Uno dei motivi dietro i crolli dei mercati nelle ultime settimane è che dovunque le grandi aziende hanno smobilitato i loro investimenti finanziari per procurarsi liquidità. Tutte hanno bisogno di dollari, perché i flussi di cassa in entrata si sono inceppati e serve denaro liquido “internazionale” per provvedere alle spese. Stiamo vivendo un’emergenza economica mondiale come se ne vedevano da decenni e non è certo il momento di fare i puntigliosi.
Però davanti a questo ammanco di cassa mondiale non è cattivo porsi una domanda tipica dei momenti critici: dove sono finiti i soldi? Negli Stati Uniti politici ed economisti ora lo vogliono sapere prima di tutto dalle compagnie aeree, che hanno chiesto – e ottenuto solo in parte – aiuti per oltre 50 miliardi di dollari per evitare bancarotte a catena. Gli analisti hanno guardato i loro bilanci e hanno rivelato, come ha mostrato un’analisi di Bloomberg, che negli ultimi dieci le principali compagnie aeree americane hanno speso il 96% della cassa che hanno saputo generare in operazioni di buyback.
Significa che hanno preso quasi tutti soldi guadagnati e li hanno spesi per ricomprarsi le loro azioni, attraverso operazioni di riacquisto (i buyback, appunto) che tolgono azioni dal mercato e fanno salire il prezzo di quelle che restano quotate: in questo modo i buyback aiutano i manager a centrare gli obiettivi di Borsa a cui è legata parte del loro compenso e intanto rendono più ricchi e soddisfatti gli azionisti. Ovviamente non lo hanno fatto solo le compagnie aeree. Grazie alla grande quantità di denaro disponibile grazie alle politiche delle banche centrali e, negli Usa, al taglio delle tasse con cui Trump ha permesso alle multinazionali di rimpatriare circa 150 miliardi di dollari, le aziende americane nel 2018 hanno fatto il record mondiale dei buyback: hanno speso tra gli 800 e i mille miliardi di dollari per ricomprarsi azioni. In un decennio il totale è attorno ai 5mila miliardi di dollari.

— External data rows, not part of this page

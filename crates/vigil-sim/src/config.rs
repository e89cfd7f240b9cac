//! Configuration loading and typed config structures for the demo world.
//!
//! The canonical configuration lives in `vigil-config.yaml` at the project
//! root. This module defines strongly-typed structs that mirror the YAML
//! structure, and provides a loader that reads the file with defaults for
//! every missing key.

use std::path::Path;

use serde::Deserialize;
use vigil_types::{Stance, Vec3, VisionShape};
use vigil_vision::{ConfigError as VisionConfigError, StancePolicy, VisionConfig};

/// Errors that can occur when loading configuration.
#[derive(Debug, thiserror::Error)]
pub enum ConfigError {
    /// Failed to read the configuration file from disk.
    #[error("failed to read config file: {source}")]
    Io {
        /// The underlying I/O error.
        #[from]
        source: std::io::Error,
    },

    /// Failed to parse YAML content.
    #[error("failed to parse config YAML: {source}")]
    Yaml {
        /// The underlying YAML parse error.
        source: serde_yml::Error,
    },

    /// The vision section failed validation.
    #[error("invalid vision config: {source}")]
    Vision {
        /// The underlying validation error.
        #[from]
        source: VisionConfigError,
    },
}

impl From<serde_yml::Error> for ConfigError {
    fn from(source: serde_yml::Error) -> Self {
        Self::Yaml { source }
    }
}

/// Top-level demo world configuration.
///
/// Mirrors the structure of `vigil-config.yaml`. All fields have defaults,
/// so an absent file runs the stock scenario.
#[derive(Debug, Clone, PartialEq, Deserialize)]
pub struct SimConfig {
    /// World-level settings (seed, timing, duration).
    #[serde(default)]
    pub world: WorldSimConfig,

    /// Vision parameters applied to every guard.
    #[serde(default)]
    pub vision: VisionSimConfig,

    /// The guards to spawn.
    #[serde(default = "default_guards")]
    pub guards: Vec<GuardConfig>,

    /// The wandering targets to spawn.
    #[serde(default = "default_targets")]
    pub targets: Vec<TargetConfig>,

    /// Opaque axis-aligned wall boxes blocking line of sight.
    #[serde(default = "default_walls")]
    pub walls: Vec<WallConfig>,
}

impl Default for SimConfig {
    fn default() -> Self {
        Self {
            world: WorldSimConfig::default(),
            vision: VisionSimConfig::default(),
            guards: default_guards(),
            targets: default_targets(),
            walls: default_walls(),
        }
    }
}

impl SimConfig {
    /// Load configuration from a YAML file at the given path.
    ///
    /// # Errors
    ///
    /// Returns [`ConfigError::Io`] if the file cannot be read, or
    /// [`ConfigError::Yaml`] if the content is not valid YAML.
    pub fn from_file(path: &Path) -> Result<Self, ConfigError> {
        let contents = std::fs::read_to_string(path)?;
        let config: Self = serde_yml::from_str(&contents)?;
        Ok(config)
    }

    /// Parse configuration from a YAML string.
    ///
    /// # Errors
    ///
    /// Returns [`ConfigError::Yaml`] if the string is not valid YAML.
    pub fn parse(yaml: &str) -> Result<Self, ConfigError> {
        let config: Self = serde_yml::from_str(yaml)?;
        Ok(config)
    }
}

/// World-level configuration.
#[derive(Debug, Clone, PartialEq, Eq, Deserialize)]
pub struct WorldSimConfig {
    /// Random seed for target wander jitter.
    #[serde(default = "default_seed")]
    pub seed: u64,

    /// Ticks per second of the simulated scheduler.
    #[serde(default = "default_tick_rate")]
    pub tick_rate: u32,

    /// How many ticks to run before stopping.
    #[serde(default = "default_ticks")]
    pub ticks: u64,
}

impl Default for WorldSimConfig {
    fn default() -> Self {
        Self {
            seed: default_seed(),
            tick_rate: default_tick_rate(),
            ticks: default_ticks(),
        }
    }
}

/// Vision parameters shared by all guards.
#[derive(Debug, Clone, PartialEq, Deserialize)]
pub struct VisionSimConfig {
    /// The geometric shape of the vision volume.
    #[serde(default)]
    pub shape: VisionShape,

    /// Maximum view distance (or beam length for the line shape).
    #[serde(default = "default_radius")]
    pub radius: f64,

    /// Angular field of view in degrees (linear width for the line shape).
    #[serde(default = "default_width")]
    pub width: f64,

    /// Seconds to detect a standing target, point-blank to max range.
    #[serde(default = "default_walk_seconds")]
    pub walk_seconds: (f64, f64),

    /// Seconds to detect a crouched target, point-blank to max range.
    #[serde(default = "default_crouch_seconds")]
    pub crouch_seconds: (f64, f64),

    /// Confidence lost per second while a target is out of sight.
    #[serde(default = "default_decay")]
    pub decay_per_second: f64,

    /// Whether guards turn to face a detected target.
    #[serde(default = "default_true")]
    pub look_at_target: bool,
}

impl Default for VisionSimConfig {
    fn default() -> Self {
        Self {
            shape: VisionShape::default(),
            radius: default_radius(),
            width: default_width(),
            walk_seconds: default_walk_seconds(),
            crouch_seconds: default_crouch_seconds(),
            decay_per_second: default_decay(),
            look_at_target: default_true(),
        }
    }
}

impl VisionSimConfig {
    /// Build the validated engine config this section describes.
    ///
    /// # Errors
    ///
    /// Returns [`VisionConfigError`] when the radius is unusable.
    pub fn to_vision_config(&self) -> Result<VisionConfig, VisionConfigError> {
        VisionConfig::new(
            self.shape,
            self.radius,
            self.width,
            StancePolicy::progressive(self.walk_seconds.0, self.walk_seconds.1),
            StancePolicy::progressive(self.crouch_seconds.0, self.crouch_seconds.1),
            self.decay_per_second,
            self.look_at_target,
        )
    }
}

/// One patrolling guard.
#[derive(Debug, Clone, PartialEq, Deserialize)]
pub struct GuardConfig {
    /// Display name used in logs.
    pub name: String,

    /// Patrol waypoints, walked in a cycle.
    pub waypoints: Vec<Vec3>,

    /// Walking speed in units per tick.
    #[serde(default = "default_guard_speed")]
    pub speed: f64,

    /// Vertical eye offset from the feet position.
    #[serde(default = "default_eye_height")]
    pub eye_height: f64,

    /// Whether the guard stops walking while watching a detected target.
    #[serde(default = "default_true")]
    pub freeze_while_watching: bool,
}

/// One wandering target.
#[derive(Debug, Clone, PartialEq, Deserialize)]
pub struct TargetConfig {
    /// Display name used in logs.
    pub name: String,

    /// Wander waypoints, walked in a cycle.
    pub waypoints: Vec<Vec3>,

    /// Walking speed in units per tick.
    #[serde(default = "default_target_speed")]
    pub speed: f64,

    /// Vertical eye offset from the feet position.
    #[serde(default = "default_eye_height")]
    pub eye_height: f64,

    /// Movement stance, selecting the detection timing bounds.
    #[serde(default)]
    pub stance: Stance,

    /// Per-tick positional jitter amplitude.
    #[serde(default)]
    pub jitter: f64,
}

/// An opaque axis-aligned box blocking line of sight.
#[derive(Debug, Clone, Copy, PartialEq, Deserialize)]
pub struct WallConfig {
    /// Minimum corner of the box.
    pub min: Vec3,
    /// Maximum corner of the box.
    pub max: Vec3,
}

const fn default_seed() -> u64 {
    42
}

const fn default_tick_rate() -> u32 {
    20
}

const fn default_ticks() -> u64 {
    1200
}

const fn default_radius() -> f64 {
    5.0
}

const fn default_width() -> f64 {
    90.0
}

const fn default_walk_seconds() -> (f64, f64) {
    (0.3, 1.5)
}

const fn default_crouch_seconds() -> (f64, f64) {
    (0.6, 2.5)
}

const fn default_decay() -> f64 {
    1.2
}

const fn default_true() -> bool {
    true
}

const fn default_guard_speed() -> f64 {
    0.1
}

const fn default_target_speed() -> f64 {
    0.12
}

const fn default_eye_height() -> f64 {
    1.62
}

/// The stock guard: a square patrol around the courtyard.
fn default_guards() -> Vec<GuardConfig> {
    vec![GuardConfig {
        name: "gate-guard".to_owned(),
        waypoints: vec![
            Vec3::new(-6.0, 0.0, -6.0),
            Vec3::new(6.0, 0.0, -6.0),
            Vec3::new(6.0, 0.0, 6.0),
            Vec3::new(-6.0, 0.0, 6.0),
        ],
        speed: default_guard_speed(),
        eye_height: default_eye_height(),
        freeze_while_watching: true,
    }]
}

/// The stock targets: one walker in the open, one sneaker hugging the wall.
fn default_targets() -> Vec<TargetConfig> {
    vec![
        TargetConfig {
            name: "walker".to_owned(),
            waypoints: vec![Vec3::new(0.0, 0.0, -4.0), Vec3::new(0.0, 0.0, 4.0)],
            speed: default_target_speed(),
            eye_height: default_eye_height(),
            stance: Stance::Standing,
            jitter: 0.02,
        },
        TargetConfig {
            name: "sneaker".to_owned(),
            waypoints: vec![Vec3::new(3.5, 0.0, -5.0), Vec3::new(3.5, 0.0, 5.0)],
            speed: 0.06,
            eye_height: 1.27,
            stance: Stance::Crouched,
            jitter: 0.0,
        },
    ]
}

/// The stock wall: a slab the sneaker can duck behind.
fn default_walls() -> Vec<WallConfig> {
    vec![WallConfig {
        min: Vec3::new(2.0, 0.0, -1.0),
        max: Vec3::new(2.5, 3.0, 1.0),
    }]
}

#[cfg(test)]
#[allow(clippy::unwrap_used)]
mod tests {
    use super::*;

    #[test]
    fn empty_yaml_yields_the_stock_scenario() {
        let config = SimConfig::parse("{}").unwrap();
        assert_eq!(config.world.tick_rate, 20);
        assert_eq!(config.guards.len(), 1);
        assert_eq!(config.targets.len(), 2);
        assert!(config.vision.look_at_target);
    }

    #[test]
    fn yaml_overrides_selected_fields() {
        let yaml = r"
world:
  tick_rate: 10
  ticks: 50
vision:
  radius: 8.0
  look_at_target: false
";
        let config = SimConfig::parse(yaml).unwrap();
        assert_eq!(config.world.tick_rate, 10);
        assert_eq!(config.world.ticks, 50);
        assert!((config.vision.radius - 8.0).abs() < f64::EPSILON);
        assert!(!config.vision.look_at_target);
        // Untouched sections keep their defaults.
        assert!((config.vision.decay_per_second - 1.2).abs() < f64::EPSILON);
    }

    #[test]
    fn vision_section_builds_a_validated_engine_config() {
        let config = SimConfig::default();
        let vision = config.vision.to_vision_config().unwrap();
        assert!((vision.radius - 5.0).abs() < f64::EPSILON);
        assert!(!vision.policy(Stance::Standing).is_immediate());
    }

    #[test]
    fn bad_radius_is_rejected_at_conversion() {
        let yaml = r"
vision:
  radius: -1.0
";
        let config = SimConfig::parse(yaml).unwrap();
        assert!(config.vision.to_vision_config().is_err());
    }
}
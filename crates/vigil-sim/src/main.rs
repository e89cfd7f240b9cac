//! Headless demo world for the Vigil perception engine.
//!
//! Spawns patrolling guards and wandering targets in a small walled
//! courtyard and runs the perception tick loop for a configured number of
//! ticks, logging every seen-transition as it fires.
//!
//! # Startup Sequence
//!
//! 1. Initialize structured logging (tracing)
//! 2. Load configuration from `vigil-config.yaml`
//! 3. Build the wall world
//! 4. Spawn wandering targets
//! 5. Build one patrol-plus-perception activity per guard
//! 6. Run the tick loop
//! 7. Dispose the guards and log the result

mod config;
mod error;
mod world;

use std::collections::BTreeMap;
use std::path::Path;

use tracing::info;
use tracing_subscriber::EnvFilter;
use vigil_core::{
    Activity, PatrolPerceptionActivity, PerceptionActivity, ScriptedPathActivity, SeenSink,
    TickContext,
};
use vigil_types::{PerceiverId, PerceiverPose, SeenEvent, TargetId, Vec3};

use crate::config::SimConfig;
use crate::error::SimError;
use crate::world::{WallWorld, WanderingTargets};

/// A sink that logs every seen-transition with display names attached.
struct LoggingSink {
    guard_names: BTreeMap<PerceiverId, String>,
    target_names: BTreeMap<TargetId, String>,
    total: u64,
}

impl LoggingSink {
    const fn new(
        guard_names: BTreeMap<PerceiverId, String>,
        target_names: BTreeMap<TargetId, String>,
    ) -> Self {
        Self {
            guard_names,
            target_names,
            total: 0,
        }
    }
}

impl SeenSink for LoggingSink {
    fn notify(&mut self, event: SeenEvent) {
        self.total = self.total.saturating_add(1);
        let guard = self
            .guard_names
            .get(&event.perceiver)
            .map_or("<unknown>", String::as_str);
        let target = self
            .target_names
            .get(&event.target)
            .map_or("<unknown>", String::as_str);
        info!(guard, target, tick = event.tick, "target seen");
    }
}

/// One named guard and its activity.
struct Guard {
    name: String,
    activity: PatrolPerceptionActivity,
}

/// Application entry point for the demo world.
///
/// # Errors
///
/// Returns an error if configuration loading or vision validation fails.
fn main() -> Result<(), SimError> {
    // 1. Initialize structured logging.
    tracing_subscriber::fmt()
        .with_env_filter(
            EnvFilter::try_from_default_env().unwrap_or_else(|_| EnvFilter::new("info")),
        )
        .with_target(true)
        .init();

    info!("vigil-sim starting");

    // 2. Load configuration.
    let config = load_config()?;
    info!(
        seed = config.world.seed,
        tick_rate = config.world.tick_rate,
        ticks = config.world.ticks,
        "Configuration loaded"
    );

    // 3. Build the wall world.
    let world = WallWorld::new(&config.walls);
    info!(wall_count = world.wall_count(), "Wall world built");

    // 4. Spawn wandering targets.
    let mut targets = WanderingTargets::new(&config.targets, config.world.seed);
    info!(target_count = targets.len(), "Targets spawned");

    // 5. Build the guards.
    let vision_config = config.vision.to_vision_config()?;
    let mut guards = Vec::new();
    let mut guard_names = BTreeMap::new();
    for guard_config in &config.guards {
        let start = guard_config
            .waypoints
            .first()
            .copied()
            .unwrap_or(Vec3::ZERO);
        let pose = PerceiverPose {
            position: start,
            yaw: 0.0,
            pitch: 0.0,
            eye_height: guard_config.eye_height,
        };
        let id = PerceiverId::new();
        let vision = PerceptionActivity::new(id, vision_config, pose);
        let path =
            ScriptedPathActivity::new(guard_config.waypoints.clone(), guard_config.speed, pose);
        let mut activity = PatrolPerceptionActivity::new(
            Box::new(path),
            vision,
            guard_config.freeze_while_watching,
        );
        activity.initialize(pose);
        guard_names.insert(id, guard_config.name.clone());
        guards.push(Guard {
            name: guard_config.name.clone(),
            activity,
        });
    }
    info!(guard_count = guards.len(), "Guards on patrol");

    // 6. Run the tick loop.
    let mut sink = LoggingSink::new(guard_names, targets.name_table());
    let tick_rate = config.world.tick_rate;
    for _ in 0..config.world.ticks {
        targets.advance();
        for guard in &mut guards {
            let ctx = TickContext {
                has_observers: true,
                targets: &targets,
                raycast: &world,
                tick_rate,
            };
            guard.activity.tick(&ctx, &mut sink);
        }
    }

    // 7. Dispose and log the result.
    for guard in &mut guards {
        guard.activity.dispose();
        info!(guard = %guard.name, "Guard disposed");
    }
    info!(
        ticks = config.world.ticks,
        seen_events = sink.total,
        "vigil-sim shutdown complete"
    );

    Ok(())
}

/// Load the demo configuration from `vigil-config.yaml`.
///
/// Looks for the config file relative to the current working directory;
/// the stock scenario runs when the file is absent.
fn load_config() -> Result<SimConfig, SimError> {
    let config_path = Path::new("vigil-config.yaml");
    if config_path.exists() {
        let config = SimConfig::from_file(config_path)?;
        Ok(config)
    } else {
        info!("Config file not found, using defaults");
        Ok(SimConfig::default())
    }
}
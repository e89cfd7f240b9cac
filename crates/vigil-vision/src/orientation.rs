//! Step-limited smoothing of the perceiver's facing toward a target.
//!
//! Rather than snapping to a target bearing, the controller moves yaw and
//! pitch by at most a fixed step per tick, taking the shortest angular
//! path for yaw (so 350° to 10° goes through 0°, not the long way around).
//! Below a small epsilon no step is taken, which keeps a settled facing
//! from jittering.

use vigil_types::{PerceiverPose, Vec3};

/// Pitch never reaches straight up/down; avoids gimbal extremes.
pub const PITCH_LIMIT_DEGREES: f64 = 89.9;

/// Default maximum yaw/pitch change per tick, in degrees.
pub const DEFAULT_MAX_STEP_DEGREES: f64 = 12.0;

/// Default dead zone below which no rotation step is applied.
pub const DEFAULT_EPSILON_DEGREES: f64 = 0.2;

/// Step-limited look-at smoothing.
#[derive(Debug, Clone, Copy, PartialEq)]
pub struct OrientationController {
    /// Maximum yaw change per tick, in degrees.
    pub max_yaw_step: f64,
    /// Maximum pitch change per tick, in degrees.
    pub max_pitch_step: f64,
    /// Angular dead zone below which no step is taken.
    pub epsilon: f64,
}

impl Default for OrientationController {
    fn default() -> Self {
        Self {
            max_yaw_step: DEFAULT_MAX_STEP_DEGREES,
            max_pitch_step: DEFAULT_MAX_STEP_DEGREES,
            epsilon: DEFAULT_EPSILON_DEGREES,
        }
    }
}

impl OrientationController {
    /// Move `pose`'s facing one step toward looking at `target_eye`.
    ///
    /// Returns the updated pose. A degenerate bearing (target at the eye,
    /// non-finite geometry) leaves the pose unchanged.
    pub fn step_toward(&self, pose: PerceiverPose, target_eye: Vec3) -> PerceiverPose {
        let Some((target_yaw, target_pitch)) = bearing_to(pose.eye(), target_eye) else {
            return pose;
        };

        let dy = shortest_delta(pose.yaw, target_yaw);
        let dp = target_pitch - pose.pitch;

        let step_yaw = limited_step(dy, self.max_yaw_step, self.epsilon);
        let step_pitch = limited_step(dp, self.max_pitch_step, self.epsilon);

        let yaw = normalize_yaw(pose.yaw + step_yaw);
        let pitch = (pose.pitch + step_pitch).clamp(-PITCH_LIMIT_DEGREES, PITCH_LIMIT_DEGREES);
        pose.with_rotation(yaw, pitch)
    }
}

/// The (yaw, pitch) bearing in degrees that looks from `from_eye` to
/// `target_eye`, or `None` when the direction is degenerate.
pub fn bearing_to(from_eye: Vec3, target_eye: Vec3) -> Option<(f64, f64)> {
    let dir = (target_eye - from_eye).normalized()?;
    let yaw = normalize_yaw((-dir.x).atan2(dir.z).to_degrees());
    let pitch = (-dir.y.clamp(-1.0, 1.0).asin()).to_degrees();
    Some((yaw, pitch))
}

/// Signed shortest angular path from `from` to `to`, in `(-180, 180]`.
pub fn shortest_delta(from: f64, to: f64) -> f64 {
    let mut d = (to - from) % 360.0;
    if d <= -180.0 {
        d += 360.0;
    }
    if d > 180.0 {
        d -= 360.0;
    }
    d
}

/// Normalize a yaw angle into `[0, 360)`.
pub fn normalize_yaw(yaw: f64) -> f64 {
    let wrapped = yaw % 360.0;
    if wrapped < 0.0 { wrapped + 360.0 } else { wrapped }
}

/// A delta capped to `max_step` in magnitude, zero inside the dead zone.
fn limited_step(delta: f64, max_step: f64, epsilon: f64) -> f64 {
    if delta.abs() <= epsilon {
        0.0
    } else {
        delta.clamp(-max_step, max_step)
    }
}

Felici i manager, felici i soci ma non l’azienda, che resta con meno denaro in cassa, e nemmeno la società più in generale, che anzi, diventa più diseguale perché aumenta la differenza tra chi vive di finanza e chi di economia reale. Il dibattito che si è aperto in questi giorni negli Stati Uniti su un tema apparentemente tecnico come quello dei buyback verte su una questione più generale: il senso dell’attività dell’impresa. Una grande azienda con la cassa piena ha mille modi per usarla in spese che aiutano lei e la società in cui opera: può investire, assumere personale, fare ricerca e innovazione. L’anno scorso abbiamo visto la gara mondiale delle aziende a comunicare il loro impegno per gli Obiettivi dello Sviluppo Sostenibile delle Nazioni Unite. In America, gli stessi manager che avevano appena usato il trucchetto dei buyback per spingere le azioni firmavano uno storico manifesto in cui annunciavano che era finita l’era della supremazia degli azionisti, ora il primo obiettivo era il bene della società.
Ancora un mese fa i titoli dei quotidiani finanziari italiani erano dedicati al grande 2020 delle “cedole”, con le società quotate a Piazza Affari pronte a distribuire 25 miliardi di euro in dividendi ai loro azionisti. Nel disastro economico in cui ci troviamo, alcune Spa quotate saranno costrette a rivedere i loro obiettivi di remunerazione dei soci (e magari anche dei manager). Nel momento critico diventa evidente che ciò che conta di più nella vita di un’impresa non è l’azione o l’azionista, ma la salute duratura dell’azienda e il suo ruolo nella società (soprattutto quando chiede di essere salvata con i soldi dei contribuenti). Il cambio di prospettiva verso la “sostenibilità” – economica, sociale e ambientale – di cui tanti hanno parlato negli ultimi anni adesso è diventato indispensabile e urgente. Potrebbe essere questo uno dei frutti buoni del tempo amaro che attraversiamo.